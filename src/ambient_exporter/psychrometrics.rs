// ambient_exporter - Prometheus metrics exporter for Ambient Weather stations
//
// Copyright 2022 Nick Pillitteri
//
// This program is free software: you can redistribute it and/or modify
// it under the terms of the GNU General Public License as published by
// the Free Software Foundation, either version 3 of the License, or
// (at your option) any later version.
//
// This program is distributed in the hope that it will be useful,
// but WITHOUT ANY WARRANTY; without even the implied warranty of
// MERCHANTABILITY or FITNESS FOR A PARTICULAR PURPOSE.  See the
// GNU General Public License for more details.
//
// You should have received a copy of the GNU General Public License
// along with this program.  If not, see <http://www.gnu.org/licenses/>.
//

//! Moisture and apparent temperature calculations.
//!
//! Vapor pressures use the Magnus form `6.112 * exp(17.67 * T / (T + 243.5))`
//! in hPa. Evapotranspiration uses a different saturation curve, see
//! `crate::evapotranspiration`, and the two must not be mixed.

use crate::atmosphere::{pressure_at_elevation, Elevation, SEA_LEVEL_PRESSURE_HPA};
use crate::units::{celsius_to_fahrenheit, fahrenheit_to_celsius};

const MAGNUS_COEFFICIENT_HPA: f64 = 6.112;
const MAGNUS_A: f64 = 17.67;
const MAGNUS_B: f64 = 243.5;

const DEW_POINT_A: f64 = 17.27;
const DEW_POINT_B: f64 = 237.7;

const WATER_VAPOR_FACTOR: f64 = 216.7;
const KELVIN_OFFSET: f64 = 273.15;

/// Saturation vapor pressure over water in hPa.
pub fn saturation_vapor_pressure(temp_c: f64) -> f64 {
    MAGNUS_COEFFICIENT_HPA * (MAGNUS_A * temp_c / (temp_c + MAGNUS_B)).exp()
}

/// Actual vapor pressure in hPa given relative humidity in percent.
pub fn actual_vapor_pressure(temp_c: f64, humidity_pct: f64) -> f64 {
    saturation_vapor_pressure(temp_c) * (humidity_pct / 100.0)
}

/// Difference between saturation and actual vapor pressure in hPa.
///
/// Zero at 100% humidity and equal to the saturation vapor pressure at 0%.
pub fn vapor_pressure_deficit(temp_c: f64, humidity_pct: f64) -> f64 {
    let svp = saturation_vapor_pressure(temp_c);
    svp - svp * (humidity_pct / 100.0)
}

/// Dew point in degrees celsius.
///
/// Humidity of zero yields `NaN`. The formula has a singularity
/// for supersaturated inputs where the intermediate term reaches `17.27` and
/// is not guarded against.
pub fn dew_point(temp_c: f64, humidity_pct: f64) -> f64 {
    let alpha = DEW_POINT_A * temp_c / (DEW_POINT_B + temp_c) + (humidity_pct / 100.0).ln();
    DEW_POINT_B * alpha / (DEW_POINT_A - alpha)
}

/// Absolute humidity in g/m³, corrected for the lower air density at the
/// given elevation.
pub fn absolute_humidity(temp_c: f64, humidity_pct: f64, elevation: Elevation) -> f64 {
    absolute_humidity_at_pressure(temp_c, humidity_pct, pressure_at_elevation(elevation))
}

/// Absolute humidity in g/m³ using an already computed station pressure in hPa.
pub fn absolute_humidity_at_pressure(temp_c: f64, humidity_pct: f64, pressure_hpa: f64) -> f64 {
    let avp = actual_vapor_pressure(temp_c, humidity_pct);
    let density_ratio = pressure_hpa / SEA_LEVEL_PRESSURE_HPA;
    WATER_VAPOR_FACTOR * avp / (temp_c + KELVIN_OFFSET) * density_ratio
}

/// Heat index in degrees celsius using the NWS Rothfusz regression.
///
/// The regression is only valid for temperatures of at least 80°F and humidity
/// of at least 40%. Results outside that range are returned as-is.
pub fn heat_index(temp_c: f64, humidity_pct: f64) -> f64 {
    let t = celsius_to_fahrenheit(temp_c);
    let rh = humidity_pct;

    let hi = -42.379 + 2.04901523 * t + 10.14333127 * rh
        - 0.22475541 * t * rh
        - 6.83783e-3 * t * t
        - 5.481717e-2 * rh * rh
        + 1.22874e-3 * t * t * rh
        + 8.5282e-4 * t * rh * rh
        - 1.99e-6 * t * t * rh * rh;

    fahrenheit_to_celsius(hi)
}

/// Wind chill in degrees celsius using the NWS formula. Wind speed must not
/// be negative.
pub fn wind_chill(temp_c: f64, wind_speed_mph: f64) -> f64 {
    let t = celsius_to_fahrenheit(temp_c);
    let v = wind_speed_mph.powf(0.16);

    fahrenheit_to_celsius(35.74 + 0.6215 * t - 35.75 * v + 0.4275 * t * v)
}

#[cfg(test)]
mod test {
    use super::*;
    use crate::units::test_tools::approx_equal;

    #[test]
    fn test_saturation_vapor_pressure() {
        assert!(approx_equal(6.112, saturation_vapor_pressure(0.0), 1.0e-10));
        assert!(approx_equal(23.37, saturation_vapor_pressure(20.0), 0.01));
    }

    #[test]
    fn test_actual_vapor_pressure() {
        let svp = saturation_vapor_pressure(25.0);
        assert!(approx_equal(svp / 2.0, actual_vapor_pressure(25.0, 50.0), 1.0e-10));
        assert_eq!(0.0, actual_vapor_pressure(25.0, 0.0));
    }

    #[test]
    fn test_vapor_pressure_deficit_non_negative() {
        let mut t = -20.0;
        while t <= 40.0 {
            for h in 0..=100 {
                let vpd = vapor_pressure_deficit(t, f64::from(h));
                assert!(vpd >= 0.0, "negative deficit {} at t={} h={}", vpd, t, h);
            }

            assert_eq!(0.0, vapor_pressure_deficit(t, 100.0));
            t += 2.5;
        }
    }

    #[test]
    fn test_vapor_pressure_deficit_dry_air() {
        assert_eq!(saturation_vapor_pressure(18.3), vapor_pressure_deficit(18.3, 0.0));
    }

    #[test]
    fn test_dew_point_saturated() {
        let mut t = -20.0;
        while t <= 40.0 {
            assert!(approx_equal(t, dew_point(t, 100.0), 1.0e-9));
            t += 0.5;
        }
    }

    #[test]
    fn test_dew_point_known_value() {
        assert!(approx_equal(9.25, dew_point(20.0, 50.0), 0.05));
        assert!(dew_point(20.0, 30.0) < dew_point(20.0, 60.0));
    }

    #[test]
    fn test_dew_point_dry_air() {
        assert!(dew_point(20.0, 0.0).is_nan());
    }

    #[test]
    fn test_absolute_humidity_sea_level() {
        let ah = absolute_humidity(20.0, 50.0, Elevation::from_feet(0.0));
        assert!(approx_equal(8.64, ah, 0.05));
    }

    #[test]
    fn test_absolute_humidity_decreases_with_elevation() {
        let mut previous = absolute_humidity(15.0, 65.0, Elevation::from_feet(0.0));
        for ft in (100..=20_000).step_by(100) {
            let current = absolute_humidity(15.0, 65.0, Elevation::from_feet(f64::from(ft)));
            assert!(current < previous, "absolute humidity at {}ft not below {}", ft, previous);
            previous = current;
        }
    }

    #[test]
    fn test_absolute_humidity_at_pressure_matches() {
        let elevation = Elevation::from_feet(4500.0);
        let pressure = pressure_at_elevation(elevation);
        assert_eq!(
            absolute_humidity(12.0, 40.0, elevation),
            absolute_humidity_at_pressure(12.0, 40.0, pressure)
        );
    }

    #[test]
    fn test_heat_index() {
        // NWS heat index table: 90°F at 70% is ~106°F
        let hi = heat_index(fahrenheit_to_celsius(90.0), 70.0);
        assert!(approx_equal(fahrenheit_to_celsius(105.92), hi, 0.05));
    }

    #[test]
    fn test_heat_index_outside_valid_range() {
        // Not physically meaningful but still returned
        assert!(heat_index(0.0, 10.0).is_finite());
    }

    #[test]
    fn test_wind_chill() {
        // NWS wind chill table: 0°F at 15mph is -19°F
        let wc = wind_chill(fahrenheit_to_celsius(0.0), 15.0);
        assert!(approx_equal(fahrenheit_to_celsius(-19.4), wc, 0.1));
    }

    #[test]
    fn test_wind_chill_negative_wind() {
        assert!(wind_chill(0.0, -5.0).is_nan());
    }
}
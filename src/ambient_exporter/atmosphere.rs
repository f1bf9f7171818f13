// ambient_exporter - Prometheus metrics exporter for Ambient Weather stations
//
// Copyright 2022 Nick Pillitteri
//
// This program is free software: you can redistribute it and/or modify
// it under the terms of the GNU General Public License as published by
// the Free Software Foundation, either version 3 of the License, or
// (at your option) any later version.
//
// This program is distributed in the hope that it will be useful,
// but WITHOUT ANY WARRANTY; without even the implied warranty of
// MERCHANTABILITY or FITNESS FOR A PARTICULAR PURPOSE.  See the
// GNU General Public License for more details.
//
// You should have received a copy of the GNU General Public License
// along with this program.  If not, see <http://www.gnu.org/licenses/>.
//

use crate::units::{feet_to_meters, meters_to_feet};
use std::fmt;

/// Standard atmospheric pressure at sea level, in hPa.
pub const SEA_LEVEL_PRESSURE_HPA: f64 = 1013.25;

const TEMPERATURE_LAPSE_RATE: f64 = 0.0065;
const SEA_LEVEL_TEMPERATURE_K: f64 = 288.15;
const BAROMETRIC_EXPONENT: f64 = 5.255;

/// Fixed height of a station above sea level.
///
/// Supplied once at startup and shared read-only by every formula that
/// depends on air pressure or density.
#[derive(Debug, Clone, Copy, PartialEq)]
pub struct Elevation {
    feet: f64,
}

impl Elevation {
    pub fn from_feet(feet: f64) -> Self {
        Elevation { feet }
    }

    pub fn from_meters(meters: f64) -> Self {
        Elevation {
            feet: meters_to_feet(meters),
        }
    }

    pub fn feet(&self) -> f64 {
        self.feet
    }

    pub fn meters(&self) -> f64 {
        feet_to_meters(self.feet)
    }
}

impl fmt::Display for Elevation {
    fn fmt(&self, f: &mut fmt::Formatter<'_>) -> fmt::Result {
        write!(f, "{}ft", self.feet)
    }
}

/// Air pressure at the given elevation, in hPa, using the international
/// barometric formula for a standard atmosphere.
///
/// Only meaningful for real-world elevations. Above roughly 44km the base of
/// the exponent goes negative and the result is `NaN`.
pub fn pressure_at_elevation(elevation: Elevation) -> f64 {
    let base = 1.0 - TEMPERATURE_LAPSE_RATE * elevation.meters() / SEA_LEVEL_TEMPERATURE_K;
    SEA_LEVEL_PRESSURE_HPA * base.powf(BAROMETRIC_EXPONENT)
}
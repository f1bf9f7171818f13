// ambient_exporter - Prometheus metrics exporter for Ambient Weather stations
//
// Copyright 2022 Nick Pillitteri
//
// This program is free software: you can redistribute it and/or modify
// it under the terms of the GNU General Public License as published by
// the Free Software Foundation, either version 3 of the License, or
// (at your option) any later version.
//
// This program is distributed in the hope that it will be useful,
// but WITHOUT ANY WARRANTY; without even the implied warranty of
// MERCHANTABILITY or FITNESS FOR A PARTICULAR PURPOSE.  See the
// GNU General Public License for more details.
//
// You should have received a copy of the GNU General Public License
// along with this program.  If not, see <http://www.gnu.org/licenses/>.
//

use ambient_exporter::atmosphere::Elevation;
use ambient_exporter::http::RequestContext;
use ambient_exporter::metrics::PrometheusSink;
use clap::{Parser, ValueEnum};
use prometheus_client::registry::Registry;
use std::error::Error;
use std::io;
use std::net::SocketAddr;
use std::process;
use std::sync::Arc;
use std::time::Duration;
use tokio::signal::unix::{self, SignalKind};
use tower_http::timeout::TimeoutLayer;
use tower_http::trace::TraceLayer;
use tracing::Level;

const DEFAULT_LOG_LEVEL: Level = Level::INFO;
const DEFAULT_BIND_ADDR: ([u8; 4], u16) = ([0, 0, 0, 0], 9600);
const DEFAULT_TIMEOUT_MILLIS: u64 = 5000;
const METRICS_PREFIX: &str = "ambient_weather";

#[derive(Debug, Clone, Copy, ValueEnum)]
enum LengthUnit {
    Feet,
    Meters,
}

#[derive(Debug, Parser)]
#[clap(name = "ambient_exporter", version = clap::crate_version!())]
struct AmbientExporterApplication {
    /// Elevation of the weather station. Used to correct pressure and humidity
    /// calculations. Must be non-zero.
    #[clap(long, value_parser = parse_elevation)]
    elevation: f64,

    /// Units of the station elevation.
    #[clap(long, value_enum, default_value_t = LengthUnit::Feet)]
    elevation_unit: LengthUnit,

    /// Logging verbosity. Allowed values are 'trace', 'debug', 'info', 'warn', and 'error'
    /// (case insensitive)
    #[clap(long, default_value_t = DEFAULT_LOG_LEVEL)]
    log_level: Level,

    /// Timeout for handling a single HTTP request, in milliseconds.
    #[clap(long, default_value_t = DEFAULT_TIMEOUT_MILLIS)]
    timeout_millis: u64,

    /// Address to bind to. By default, ambient_exporter will bind to public address since
    /// weather stations need to push reports to it and Prometheus (or another agent) needs
    /// to scrape it.
    #[clap(long, default_value_t = DEFAULT_BIND_ADDR.into())]
    bind: SocketAddr,
}

fn parse_elevation(s: &str) -> Result<f64, String> {
    let v: f64 = s.parse().map_err(|e| format!("{}", e))?;
    if v == 0.0 || !v.is_finite() {
        return Err(format!("elevation must be a non-zero number, got {}", v));
    }

    Ok(v)
}

#[tokio::main]
async fn main() -> Result<(), Box<dyn Error + Send + Sync>> {
    let opts = AmbientExporterApplication::parse();
    tracing::subscriber::set_global_default(
        tracing_subscriber::FmtSubscriber::builder()
            .with_max_level(opts.log_level)
            .finish(),
    )
    .expect("failed to set tracing subscriber");

    let elevation = match opts.elevation_unit {
        LengthUnit::Feet => Elevation::from_feet(opts.elevation),
        LengthUnit::Meters => Elevation::from_meters(opts.elevation),
    };

    let mut registry = Registry::with_prefix(METRICS_PREFIX);
    let sink = Arc::new(PrometheusSink::new(&mut registry));
    let context = Arc::new(RequestContext::new(registry, sink, elevation));
    let timeout = Duration::from_millis(opts.timeout_millis);

    let app = ambient_exporter::http::router(context)
        .layer(TimeoutLayer::new(timeout))
        .layer(TraceLayer::new_for_http());

    let server = axum::Server::try_bind(&opts.bind)
        .map(|builder| builder.serve(app.into_make_service()))
        .unwrap_or_else(|e| {
            tracing::error!(message = "error binding to address", address = %opts.bind, error = %e);
            process::exit(1)
        });

    tracing::info!(message = "server started", address = %server.local_addr(), elevation = %elevation);

    server
        .with_graceful_shutdown(async {
            // Wait for either SIGTERM or SIGINT to shutdown
            tokio::select! {
                _ = sigterm() => {}
                _ = sigint() => {}
            }
        })
        .await?;

    tracing::info!("server shutdown");
    Ok(())
}

/// Return after the first SIGTERM signal received by this process
async fn sigterm() -> io::Result<()> {
    unix::signal(SignalKind::terminate())?.recv().await;
    Ok(())
}

/// Return after the first SIGINT signal received by this process
async fn sigint() -> io::Result<()> {
    unix::signal(SignalKind::interrupt())?.recv().await;
    Ok(())
}
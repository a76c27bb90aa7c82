//! Error types for fewviz.

use thiserror::Error;

/// Result type for fewviz operations.
pub type Result<T> = std::result::Result<T, Error>;

/// Error type for fewviz operations.
#[derive(Error, Debug)]
#[non_exhaustive]
pub enum Error {
    /// Invalid input provided.
    #[error("Invalid input: {0}")]
    InvalidInput(String),

    /// Parallel structures disagree on shape.
    #[error("Shape mismatch: {0}")]
    ShapeMismatch(String),

    /// An operation that needs at least one element received none.
    #[error("Empty input: {0}")]
    EmptyInput(String),

    /// A similarity range collapsed to a single value, so min-max
    /// normalization has nothing to spread.
    #[error("Degenerate similarity range: min == max == {0}")]
    DegenerateRange(f64),
}

impl Error {
    /// Create an invalid input error.
    pub fn invalid_input(msg: impl Into<String>) -> Self {
        Error::InvalidInput(msg.into())
    }

    /// Create a shape mismatch error.
    pub fn shape_mismatch(msg: impl Into<String>) -> Self {
        Error::ShapeMismatch(msg.into())
    }

    /// Create an empty input error.
    pub fn empty_input(msg: impl Into<String>) -> Self {
        Error::EmptyInput(msg.into())
    }
}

→ WHAT YOU NEED TO DO: What you give back should be exactly the lines of the data above from the line with "let alpha = DEW_POINT_A" through the line with "let avp = actual_vapor_pressure(temp_c, humidity_pct);", both of those included, and nothing more.

→ ANSWER AREA:
    let alpha = DEW_POINT_A * temp_c / (DEW_POINT_B + temp_c) + (humidity_pct / 100.0).ln();
    DEW_POINT_B * alpha / (DEW_POINT_A - alpha)
}

/// Absolute humidity in g/m³, corrected for the lower air density at the
/// given elevation.
pub fn absolute_humidity(temp_c: f64, humidity_pct: f64, elevation: Elevation) -> f64 {
    absolute_humidity_at_pressure(temp_c, humidity_pct, pressure_at_elevation(elevation))
}

/// Absolute humidity in g/m³ using an already computed station pressure in hPa.
pub fn absolute_humidity_at_pressure(temp_c: f64, humidity_pct: f64, pressure_hpa: f64) -> f64 {
    let avp = actual_vapor_pressure(temp_c, humidity_pct);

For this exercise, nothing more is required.